Но жена погибшего Анайя передала Лоарте, что она не может в это поверить, и просила судью не доверять словам негра-лгуна, которого следует арестовать. Судья так и поступил. Но через два дня он отпустил его, потому что было получено сообщение от священника из Амайбамбы, что тело погибшего было доставлено к нему и похоронено».
Вице-королю, пребывавшему в воинственном расположении духа, весть об убийстве Анайя показалась настоятельным призывом к оружию. Налицо была явная дерзкая провокация. Анайя был первым испанцем, принявшим смерть от режима Вилькабамбы с тех самых пор, когда погибли предатели, которые вероломно убили Манко более четверти века назад. И Анайя не был обыкновенной жертвой. Он был известным человеком, другом и деловым партнером Инки, с сочувствием относившимся к проблемам индейцев. Что еще хуже, он был убит, находясь с официальной посольской миссией и имея при себе дары и письма от папы, короля и вице-короля. «Индейцы [повели себя] как варвары без чести и совести и преступили нерушимый закон, который соблюдают все народы в мире в отношении послов. [Толедо] решил раз и навсегда наказать Инку Титу Куси и его приспешников, усмирить эту провинцию и поставить ее на службу его величеству».

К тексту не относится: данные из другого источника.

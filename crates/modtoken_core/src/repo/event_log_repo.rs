//! Append-only notification log (`core_event_log`).

use crate::model::record::CoreEvent;
use crate::repo::{RepoError, RepoResult};
use rusqlite::{params, Connection};

/// SQLite-backed core event log.
pub struct SqliteEventLogRepository<'conn> {
    conn: &'conn Connection,
}

impl<'conn> SqliteEventLogRepository<'conn> {
    pub fn new(conn: &'conn Connection) -> Self {
        Self { conn }
    }

    pub fn append(&self, event: &CoreEvent) -> RepoResult<()> {
        let payload = serde_json::to_string(event)
            .map_err(|err| RepoError::InvalidData(format!("unencodable core event: {err}")))?;
        self.conn.execute(
            "INSERT INTO core_event_log (kind, payload) VALUES (?1, ?2);",
            params![event.kind(), payload],
        )?;
        Ok(())
    }

    /// Lists every notification in emission order.
    pub fn list(&self) -> RepoResult<Vec<CoreEvent>> {
        let mut stmt = self
            .conn
            .prepare("SELECT payload FROM core_event_log ORDER BY seq ASC;")?;
        let mut rows = stmt.query([])?;
        let mut events = Vec::new();
        while let Some(row) = rows.next()? {
            let payload: String = row.get(0)?;
            let event = serde_json::from_str(&payload).map_err(|err| {
                RepoError::InvalidData(format!("invalid payload in core_event_log.payload: {err}"))
            })?;
            events.push(event);
        }
        Ok(events)
    }

    pub fn count(&self) -> RepoResult<u64> {
        let count: i64 =
            self.conn
                .query_row("SELECT COUNT(*) FROM core_event_log;", [], |row| row.get(0))?;
        Ok(count.max(0) as u64)
    }
}
//! Registry rows and emitted notifications.
//!
//! # Invariants
//! - `InstalledExtension::events` is exactly the set bound to `address`.
//! - `CoreEvent` payloads are append-only once written to the event log.

use crate::model::address::Address;
use crate::model::event::{EventSet, HandlerMode, LifecycleEvent, Selector};
use crate::model::hook::{Amount, TokenId};
use serde::{Deserialize, Serialize};
use std::collections::BTreeSet;

/// One bound event slot.
#[derive(Debug, Clone, Copy, PartialEq, Eq, Serialize, Deserialize)]
pub struct RegistryEntry {
    pub event: LifecycleEvent,
    pub handler: Address,
    /// Mode the extension declared for this event at install time.
    pub declared_mode: HandlerMode,
}

/// One bound entrypoint selector.
#[derive(Debug, Clone, PartialEq, Eq, Serialize, Deserialize)]
pub struct EntrypointEntry {
    pub selector: Selector,
    pub handler: Address,
    pub name: String,
    pub restricted: bool,
}

/// Installed extension snapshot, listed in install order.
#[derive(Debug, Clone, PartialEq, Eq, Serialize, Deserialize)]
pub struct InstalledExtension {
    pub address: Address,
    pub name: String,
    pub version: String,
    pub events: EventSet,
    pub entrypoints: BTreeSet<Selector>,
}

/// Notification appended to the core event log.
#[derive(Debug, Clone, PartialEq, Eq, Serialize, Deserialize)]
#[serde(rename_all = "snake_case")]
pub enum CoreEvent {
    ExtensionInstalled {
        extension: Address,
        events: EventSet,
        entrypoints: BTreeSet<Selector>,
    },
    ExtensionUninstalled {
        extension: Address,
        events: EventSet,
    },
    Transfer {
        operator: Address,
        from: Address,
        to: Address,
        token_id: Option<TokenId>,
        amount: Amount,
    },
    Approval {
        owner: Address,
        spender: Address,
        token_id: Option<TokenId>,
        amount: Amount,
    },
    ApprovalForAll {
        owner: Address,
        operator: Address,
        approved: bool,
    },
}

impl CoreEvent {
    /// Stable name stored in the `kind` column of the event log.
    pub fn kind(&self) -> &'static str {
        match self {
            Self::ExtensionInstalled { .. } => "extension_installed",
            Self::ExtensionUninstalled { .. } => "extension_uninstalled",
            Self::Transfer { .. } => "transfer",
            Self::Approval { .. } => "approval",
            Self::ApprovalForAll { .. } => "approval_for_all",
        }
    }
}

#[cfg(test)]
mod tests {
    use super::CoreEvent;
    use crate::model::address::Address;
    use crate::model::event::{CoreVariant, EventKind};

    #[test]
    fn core_event_json_keeps_full_amount_range() {
        let event = CoreEvent::Transfer {
            operator: Address::derive("alice"),
            from: Address::ZERO,
            to: Address::derive("alice"),
            token_id: Some(u128::MAX),
            amount: u128::MAX,
        };
        let json = serde_json::to_string(&event).expect("serialize event");
        let decoded: CoreEvent = serde_json::from_str(&json).expect("deserialize event");
        assert_eq!(decoded, event);
        assert_eq!(event.kind(), "transfer");
    }

    #[test]
    fn install_notification_renders_selectors_as_hex() {
        let mint = CoreVariant::Fungible
            .event(EventKind::Mint)
            .expect("mint event");
        let event = CoreEvent::ExtensionInstalled {
            extension: Address::derive("claim"),
            events: [mint].into_iter().collect(),
            entrypoints: Default::default(),
        };
        let json = serde_json::to_value(&event).expect("serialize event");
        let rendered = json["extension_installed"]["events"][0]
            .as_str()
            .expect("selector string");
        assert_eq!(rendered, mint.to_string());
    }
}
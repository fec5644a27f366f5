//! Invocation inputs and hook call encoding.
//!
//! # Responsibility
//! - Carry caller identity and attached value into every entry point.
//! - Fix the argument payload and result shape per `EventKind`.
//!
//! # Invariants
//! - A `HookArgs` value always belongs to exactly one `EventKind`.
//! - `HookOutput::fits` is the only accepted-result rule used by dispatch.

use crate::model::address::Address;
use crate::model::event::EventKind;

/// Token quantity. Stored as decimal text to keep the full range.
pub type Amount = u128;

/// Token identifier for non-fungible and multi-token cores.
pub type TokenId = u128;

/// Caller context of one entry point invocation.
#[derive(Debug, Clone, Copy, PartialEq, Eq)]
pub struct CallEnv {
    pub caller: Address,
    /// Native value attached by the caller.
    pub value: Amount,
}

impl CallEnv {
    pub fn new(caller: Address) -> Self {
        Self { caller, value: 0 }
    }

    pub fn with_value(mut self, value: Amount) -> Self {
        self.value = value;
        self
    }
}

impl From<Address> for CallEnv {
    fn from(value: Address) -> Self {
        Self::new(value)
    }
}

/// Argument payload handed to a hook handler.
///
/// `token_id` is `None` for fungible cores.
#[derive(Debug, Clone, PartialEq, Eq)]
pub enum HookArgs {
    Mint {
        to: Address,
        token_id: Option<TokenId>,
        quantity: Amount,
        data: Vec<u8>,
    },
    Transfer {
        from: Address,
        to: Address,
        token_id: Option<TokenId>,
        quantity: Amount,
    },
    Burn {
        from: Address,
        token_id: Option<TokenId>,
        quantity: Amount,
        data: Vec<u8>,
    },
    Approve {
        owner: Address,
        spender: Address,
        token_id: Option<TokenId>,
        amount: Amount,
    },
    ApproveForAll {
        owner: Address,
        operator: Address,
        approved: bool,
    },
    TokenUri {
        token_id: TokenId,
    },
    RoyaltyInfo {
        token_id: TokenId,
        sale_price: Amount,
    },
}

impl HookArgs {
    pub fn kind(&self) -> EventKind {
        match self {
            Self::Mint { .. } => EventKind::Mint,
            Self::Transfer { .. } => EventKind::Transfer,
            Self::Burn { .. } => EventKind::Burn,
            Self::Approve { .. } => EventKind::Approve,
            Self::ApproveForAll { .. } => EventKind::ApproveForAll,
            Self::TokenUri { .. } => EventKind::TokenUri,
            Self::RoyaltyInfo { .. } => EventKind::RoyaltyInfo,
        }
    }
}

/// Overrides a mint handler may return to the enclosing mint.
#[derive(Debug, Clone, Copy, Default, PartialEq, Eq)]
pub struct MintDirective {
    pub token_id: Option<TokenId>,
    pub quantity: Option<Amount>,
}

/// Result produced by a hook handler.
#[derive(Debug, Clone, PartialEq, Eq)]
pub enum HookOutput {
    None,
    Mint(MintDirective),
    TokenUri { uri: String },
    Royalty { receiver: Address, amount: Amount },
}

impl HookOutput {
    /// Returns whether this result is a valid answer for `kind`.
    pub fn fits(&self, kind: EventKind) -> bool {
        match (kind, self) {
            (EventKind::Mint, Self::None | Self::Mint(_)) => true,
            (EventKind::TokenUri, Self::TokenUri { .. }) => true,
            (EventKind::RoyaltyInfo, Self::Royalty { .. }) => true,
            (
                EventKind::Transfer
                | EventKind::Burn
                | EventKind::Approve
                | EventKind::ApproveForAll,
                Self::None,
            ) => true,
            _ => false,
        }
    }
}

#[cfg(test)]
mod tests {
    use super::{CallEnv, HookArgs, HookOutput, MintDirective};
    use crate::model::address::Address;
    use crate::model::event::EventKind;

    #[test]
    fn args_report_their_kind() {
        let args = HookArgs::Burn {
            from: Address::derive("alice"),
            token_id: None,
            quantity: 3,
            data: vec![],
        };
        assert_eq!(args.kind(), EventKind::Burn);
        assert_eq!(
            HookArgs::TokenUri { token_id: 7 }.kind(),
            EventKind::TokenUri
        );
    }

    #[test]
    fn mint_accepts_empty_or_directive_results() {
        assert!(HookOutput::None.fits(EventKind::Mint));
        assert!(HookOutput::Mint(MintDirective::default()).fits(EventKind::Mint));
        assert!(!HookOutput::Mint(MintDirective::default()).fits(EventKind::Transfer));
    }

    #[test]
    fn view_events_require_their_own_result_shape() {
        assert!(!HookOutput::None.fits(EventKind::TokenUri));
        assert!(HookOutput::TokenUri {
            uri: "ipfs://x/1".to_string()
        }
        .fits(EventKind::TokenUri));
        assert!(!HookOutput::TokenUri {
            uri: "ipfs://x/1".to_string()
        }
        .fits(EventKind::RoyaltyInfo));
        assert!(HookOutput::Royalty {
            receiver: Address::derive("artist"),
            amount: 5
        }
        .fits(EventKind::RoyaltyInfo));
    }

    #[test]
    fn call_env_defaults_to_zero_value() {
        let env = CallEnv::from(Address::derive("bob"));
        assert_eq!(env.value, 0);
        assert_eq!(env.with_value(9).value, 9);
    }
}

Толедо не колебался ни минуты. Он знал, что теперь должен захватить Вилькабамбу. «Как только он убедился [в смерти Анайя], вице-король приложил огромные усилия к тому, чтобы любыми путями узнать, какова численность армии Инки». Были опрошены все, кто что-нибудь знал о Вилькабамбе. «Они сообщили ему, что дорога по горным перевалам очень трудна, что в горах у индейцев есть запасы каменных глыб, которые они сбрасывают на тех, кто по ней идет, ибо именно таким способом они побеждали испанцев в прошлом. Они сказали ему, что союзниками Инки, возможно, станут индейцы-анти, а также опатари, манари, пилькосуни, момори, сатис, сапакати и другие соседние с этими племена, с которыми Инка поддерживал связь». Была проведена перепись всех военнослужащих в Куско и инвентаризация оружия и боеприпасов. Городские власти выразили свою солидарность с принятым решением. «По совету и с согласия самых осторожных и рассудительных жителей Куско, а также при поддержке городского совета Толедо принял решение избавиться от разбойничьего притона и начать тотальную войну против Инки как лукавого изменника, убийцы, мятежника и тирана». Он объявил «войну огня и крови» в Вербное воскресенье, 14 апреля 1572 года.